受付に話を伺うと丁度最上階のスイートルームがキャンセルされ、現在空き部屋となっているようだ。すぐさま予約を取り付け贅沢な一時を過ごせることに胸を躍らせるのだった。
「わー、すっごいね!」
「通常料金で泊まるのが申し訳ないくらいだね」
流石にスイートと名乗るだけあり、部屋は広々とし、バルコニーからは海を一望できる作りになっている。クローネ峠を越え、ルーアンでの一日を満喫した一行はそれなりに疲れており、羽を伸ばそうとベッドに転がる。だが不運というか、またもやハプニングが起こる。
「ほほう、なかなか良い部屋ではないか」
「お待ちを、閣下。この部屋には既に利用客がいるとのこと」
いきなり部屋に入ってきたのは貴族風の男性と執事らしき老人。
突然現れて「部屋を明け渡して出て行け」という非常識な要求に、ムッとするレオン達。ただ、フィリップと名乗った執事から、この貴族風でわがままそうな男性がアリシア女王の甥のリベール王族のデュナン公爵だと知らされた時には仰天した。この国の行く末を本気で心配するレオン。

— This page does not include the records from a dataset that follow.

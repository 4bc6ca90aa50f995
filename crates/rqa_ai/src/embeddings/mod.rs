use rqa_core::config::{EmbeddingProviderConfig, RqaConfig};
use rqa_core::error::{codes, AppError};

use crate::ollama::OllamaClient;
use crate::openai::OpenAiClient;

pub mod hash_embed;
pub mod ollama_embed;
pub mod openai_embed;

pub use hash_embed::HashEmbedder;
pub use ollama_embed::OllamaEmbedder;
pub use openai_embed::OpenAiEmbedder;

/// Text → fixed-length vector. One embedder must be used for both building and
/// querying an index; `model_id` is persisted with the index to enforce that.
pub trait Embedder: Send + Sync {
    /// Provider-qualified model identifier, e.g. `openai:text-embedding-3-large`.
    fn model_id(&self) -> String;

    /// Output dimensionality when known up front.
    fn dims(&self) -> Option<usize> {
        None
    }

    fn embed(&self, input: &str) -> Result<Vec<f32>, AppError>;
}

pub fn embedder_from_config(cfg: &RqaConfig) -> Result<Box<dyn Embedder>, AppError> {
    match &cfg.embedding {
        EmbeddingProviderConfig::OpenAi { model, base_url } => {
            let key = cfg.openai_api_key.clone().ok_or_else(|| {
                AppError::new(
                    codes::CONFIG_MISSING_CREDENTIALS,
                    "OPENAI_API_KEY not found in environment variables",
                )
            })?;
            let client = OpenAiClient::new(base_url, key)?;
            Ok(Box::new(OpenAiEmbedder::new(client, model)))
        }
        EmbeddingProviderConfig::Ollama { model, base_url } => {
            let client = OllamaClient::new(base_url)?;
            Ok(Box::new(OllamaEmbedder::new(client, model)))
        }
        EmbeddingProviderConfig::Hash { dimensions } => {
            Ok(Box::new(HashEmbedder::try_new(*dimensions)?))
        }
    }
}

それからはフィリップの尋常ならざる頼み込みに、これ以上困らせたくないと感じた一行はデュナン公爵に部屋を明け渡したのだった。
泊まる部屋を失い一階のフロントに顔を出し空き部屋の有無を確かめたが、全て満室とのこと。この際ホテルは諦めてギルドに泊まろうか思案していた時だった。
「お困りのようだな」
声を掛けてきたのはリベール新聞の記者ナイアル。彼もこのホテルに泊まっているようで、空きのベッドを貸してくれることになった。先日の定期船失踪事件の記事が随分と売れたようでそのお礼という事らしい。ナイアルの厚意をありがたく受け取る一行。明日からの依頼に備え、身体を休めておく。しかし、あんな事件が起こってしまうとは予想だにしていなかった。